A cantora Fafá de Belém, que completa 50 anos de carreira em 2025, foi a convidada do CB.Poder — parceria do Correio com a TV Brasília — de ontem. Durante a entrevista, ela contou sobre o Projeto Varanda de Nazaré e sobre o Fórum Amazônia, dois projetos idealizados por ela, que têm como objetivo dar mais visibilidade ao povo amazônico, com discussões protagonizadas por pessoas que vivem na Amazônia. Às jornalistas Adriana Bernardes e Mariana Niederauer, ela comentou sobre a representatividade que cantar para três papas tem para o povo do Pará. Ela também ressaltou os planos para a comemoração do aniversário de carreira, que incluem shows e produções como documentário e uma biografia. 

Nesses 50 anos, você possui o projeto Varanda de Nazaré. Conta um pouquinho para gente sobre esse projeto. 

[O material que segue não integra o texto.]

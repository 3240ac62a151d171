use super::*;
use tempfile::TempDir;

fn open_wal(dir: &TempDir) -> Wal {
    let mut wal = Wal::new(dir.path().join("wal.log"));
    wal.open().unwrap();
    wal
}

#[test]
fn sync_mode_syncs_on_every_append() {
    let tmp = TempDir::new().unwrap();
    let mut wal = open_wal(&tmp);
    let mut policy = SyncPolicy::new(WriteMode::Sync, 10, 10_000);

    for i in 0..20 {
        wal.append_put("k", &i.to_string()).unwrap();
        policy.after_wal_append(&mut wal).unwrap();
    }

    assert_eq!(policy.fsync_count(), 20);
}

#[test]
fn batch_mode_defers_sync_until_threshold() {
    let tmp = TempDir::new().unwrap();
    let mut wal = open_wal(&tmp);
    let mut policy = SyncPolicy::new(WriteMode::Batch, 5, 60_000);

    // First append always forces a sync (0-sentinel elapsed check).
    wal.append_put("k", "0").unwrap();
    policy.after_wal_append(&mut wal).unwrap();
    assert_eq!(policy.fsync_count(), 1);

    // Next 4 appends stay below the batch threshold and the interval
    // hasn't elapsed, so no further sync happens yet.
    for i in 1..4 {
        wal.append_put("k", &i.to_string()).unwrap();
        policy.after_wal_append(&mut wal).unwrap();
    }
    assert_eq!(policy.fsync_count(), 1);

    // The 5th pending op reaches batch_size and forces a sync.
    wal.append_put("k", "4").unwrap();
    policy.after_wal_append(&mut wal).unwrap();
    assert_eq!(policy.fsync_count(), 2);
}

#[test]
fn batch_mode_syncs_after_interval_even_below_threshold() {
    let tmp = TempDir::new().unwrap();
    let mut wal = open_wal(&tmp);
    let mut policy = SyncPolicy::new(WriteMode::Batch, 1_000_000, 1);

    wal.append_put("k", "0").unwrap();
    policy.after_wal_append(&mut wal).unwrap();
    assert_eq!(policy.fsync_count(), 1);

    std::thread::sleep(std::time::Duration::from_millis(5));

    wal.append_put("k", "1").unwrap();
    policy.after_wal_append(&mut wal).unwrap();
    assert_eq!(policy.fsync_count(), 2);
}

#[test]
fn adaptive_mode_widens_batch_after_high_throughput_sync() {
    let tmp = TempDir::new().unwrap();
    let mut wal = open_wal(&tmp);
    let mut policy = SyncPolicy::new(WriteMode::Adaptive, 10, 60_000);
    assert_eq!(policy.adaptive_batch_size, 10);

    // First sync is the forced 0-sentinel sync; no throughput is measured
    // yet because `last_sync_time` was undefined.
    wal.append_put("k", "0").unwrap();
    policy.after_wal_append(&mut wal).unwrap();
    assert_eq!(policy.adaptive_batch_size, 10);

    // Manually stage a large pending count with a tiny elapsed window to
    // deterministically cross the high-QPS threshold rather than racing
    // a real clock in a unit test.
    policy.pending_ops = 50_000;
    policy.last_sync_time = Some(Instant::now() - std::time::Duration::from_millis(1));
    policy.sync_now(&mut wal).unwrap();

    assert_eq!(policy.adaptive_batch_size, 40);
}

#[test]
fn adaptive_mode_resets_to_base_after_low_throughput_sync() {
    let tmp = TempDir::new().unwrap();
    let mut wal = open_wal(&tmp);
    let mut policy = SyncPolicy::new(WriteMode::Adaptive, 10, 60_000);
    policy.adaptive_batch_size = 40;

    policy.pending_ops = 1;
    policy.last_sync_time = Some(Instant::now() - std::time::Duration::from_secs(5));
    policy.sync_now(&mut wal).unwrap();

    assert_eq!(policy.adaptive_batch_size, 10);
}

#[test]
fn adaptive_retuning_applies_only_to_next_window() {
    let tmp = TempDir::new().unwrap();
    let mut wal = open_wal(&tmp);
    let mut policy = SyncPolicy::new(WriteMode::Adaptive, 10, 60_000);

    wal.append_put("k", "0").unwrap();
    policy.after_wal_append(&mut wal).unwrap();

    policy.pending_ops = 50_000;
    policy.last_sync_time = Some(Instant::now() - std::time::Duration::from_millis(1));
    let batch_size_used_for_this_sync = policy.adaptive_batch_size;
    policy.sync_now(&mut wal).unwrap();

    // The sync that just ran was evaluated against the *old* batch size;
    // only the next decision sees the widened one.
    assert_eq!(batch_size_used_for_this_sync, 10);
    assert_eq!(policy.adaptive_batch_size, 40);
}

O projeto Varanda de Nazaré começou há 15 anos, porque as pessoas sempre me perguntavam: "Por que todo mundo fala de (Nossa Senhora de) Aparecida e não falam do Círio de Nazaré (festividade religiosa que acontece em Belém)?". Eu também não tinha explicação para isso. Percebi que não tinha um olhar das mídias que colocasse o Círio em um lugar de destaque. A minha preocupação se voltou às pessoas que trabalhavam durante essa festividade, e um questionamento veio à mente: o que essas pessoas faziam no restante do ano? Não tínhamos um bom atendimento de hotel, não tínhamos um bom atendimento de restaurante e resolvi pensar em alguma coisa. Em algo nos moldes do carnaval da Bahia, que, há 45 anos, mudou (na gestão do) evento, renovando a cidade de Salvador, por exemplo. Então, com o projeto, trazemos esse olhar de fora para a cultura paraense durante o Círio. Há 15 anos eu trago olhares que vão desde babalorixás, padres, teólogos, Leandro Karnal, (Mario Sergio) Cortella e apresentadores e jornalistas. 

Outro projeto que você encabeça é o Fórum Amazônia. O que te inspirou a criar esse fórum?

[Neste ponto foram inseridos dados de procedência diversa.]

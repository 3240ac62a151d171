use super::*;
use tempfile::TempDir;

fn snapshot(pairs: &[(&str, &str)]) -> BTreeMap<String, String> {
    pairs
        .iter()
        .map(|(k, v)| (k.to_string(), v.to_string()))
        .collect()
}

#[test]
fn write_then_search_finds_every_key() {
    let tmp = TempDir::new().unwrap();
    let path = tmp.path().join("sst_0000.txt");
    let snap = snapshot(&[("b", "2"), ("a", "1"), ("c", "3")]);
    let sst = SstSegment::write_from_memtable(&path, &snap).unwrap();

    assert_eq!(sst.search("a").unwrap().as_deref(), Some("1"));
    assert_eq!(sst.search("b").unwrap().as_deref(), Some("2"));
    assert_eq!(sst.search("c").unwrap().as_deref(), Some("3"));
    assert_eq!(sst.search("z").unwrap(), None);
}

#[test]
fn write_sorts_lines_ascending_by_key() {
    let tmp = TempDir::new().unwrap();
    let path = tmp.path().join("sst_0000.txt");
    let snap = snapshot(&[("z", "26"), ("a", "1"), ("m", "13")]);
    SstSegment::write_from_memtable(&path, &snap).unwrap();

    let contents = std::fs::read_to_string(&path).unwrap();
    let keys: Vec<&str> = contents
        .lines()
        .map(|line| line.split('\t').next().unwrap())
        .collect();
    assert_eq!(keys, vec!["a", "m", "z"]);
}

#[test]
fn write_records_bounds_immediately() {
    let tmp = TempDir::new().unwrap();
    let path = tmp.path().join("sst_0000.txt");
    let snap = snapshot(&[("b", "2"), ("a", "1"), ("c", "3")]);
    let sst = SstSegment::write_from_memtable(&path, &snap).unwrap();

    assert_eq!(sst.bounds(), Some(("a".to_string(), "c".to_string())));
}

#[test]
fn search_on_wrapped_segment_lazily_loads_bounds() {
    let tmp = TempDir::new().unwrap();
    let path = tmp.path().join("sst_0000.txt");
    let snap = snapshot(&[("b", "2"), ("a", "1"), ("c", "3")]);
    SstSegment::write_from_memtable(&path, &snap).unwrap();

    let reopened = SstSegment::new(&path);
    assert_eq!(reopened.bounds(), None);
    assert_eq!(reopened.search("b").unwrap().as_deref(), Some("2"));
    assert_eq!(reopened.bounds(), Some(("a".to_string(), "c".to_string())));
}

#[test]
fn search_prunes_keys_outside_bounds_without_reading_outside_file() {
    let tmp = TempDir::new().unwrap();
    let path = tmp.path().join("sst_0000.txt");
    let snap = snapshot(&[("m", "1"), ("n", "2"), ("o", "3")]);
    let sst = SstSegment::write_from_memtable(&path, &snap).unwrap();

    assert_eq!(sst.search("a").unwrap(), None);
    assert_eq!(sst.search("zzz").unwrap(), None);
}

#[test]
fn search_missing_file_returns_none_not_error() {
    let tmp = TempDir::new().unwrap();
    let sst = SstSegment::new(tmp.path().join("sst_9999.txt"));
    assert_eq!(sst.search("anything").unwrap(), None);
}

#[test]
fn search_tombstone_value_returned_verbatim() {
    let tmp = TempDir::new().unwrap();
    let path = tmp.path().join("sst_0000.txt");
    let snap = snapshot(&[("k", crate::memtable::TOMBSTONE)]);
    let sst = SstSegment::write_from_memtable(&path, &snap).unwrap();

    assert_eq!(
        sst.search("k").unwrap().as_deref(),
        Some(crate::memtable::TOMBSTONE)
    );
}

#[test]
fn search_skips_malformed_lines() {
    let tmp = TempDir::new().unwrap();
    let path = tmp.path().join("sst_0000.txt");
    std::fs::write(&path, "a\t1\nmalformed-no-tab\nb\t2\n").unwrap();

    let sst = SstSegment::new(&path);
    assert_eq!(sst.search("a").unwrap().as_deref(), Some("1"));
    assert_eq!(sst.search("b").unwrap().as_deref(), Some("2"));
    // bounds should have been derived only from the well-formed lines
    assert_eq!(sst.bounds(), Some(("a".to_string(), "b".to_string())));
}

#[test]
fn search_reports_corruption_for_out_of_order_keys() {
    let tmp = TempDir::new().unwrap();
    let path = tmp.path().join("sst_0000.txt");
    std::fs::write(&path, "b\t1\na\t2\n").unwrap();

    let sst = SstSegment::new(&path);
    let err = sst.search("a").unwrap_err();
    assert!(matches!(err, SstError::Corruption { .. }));
}

#[test]
fn single_entry_segment_has_equal_min_and_max() {
    let tmp = TempDir::new().unwrap();
    let path = tmp.path().join("sst_0000.txt");
    let snap = snapshot(&[("only", "1")]);
    let sst = SstSegment::write_from_memtable(&path, &snap).unwrap();
    assert_eq!(sst.bounds(), Some(("only".to_string(), "only".to_string())));
}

Há três anos, durante a COP Egito, foi anunciada a COP no Brasil e havia a possibilidade de acontecer em Belém. Também há três anos, fui a um evento musical em Nova York e tinha um fórum gigantesco produzido por brasileiros dentro da ONU (Organização das Nações Unidas) que falava da Amazônia, mas sem nenhum representante amazônico. Não havia um pensador da Amazônia, um professor, um intelectual amazônico. Aí, eu pensei: "Como pode falar de Amazônia apenas com pessoas que idealizam uma Amazônia?". Liguei para o Eugênio Pantoja, um querido amigo, e perguntei se dava para fazer um fórum sobre a Amazônia. A ideia era trazer ribeirinhos, coletivos de mulheres, coletivos de jovens para tratar desse conhecimento. O primeiro fórum foi maravilhoso e, agora, seguimos para o terceiro com o tema: O futuro da Amazônia é agora.

Quais são as reivindicações que provavelmente serão levadas para esses fóruns?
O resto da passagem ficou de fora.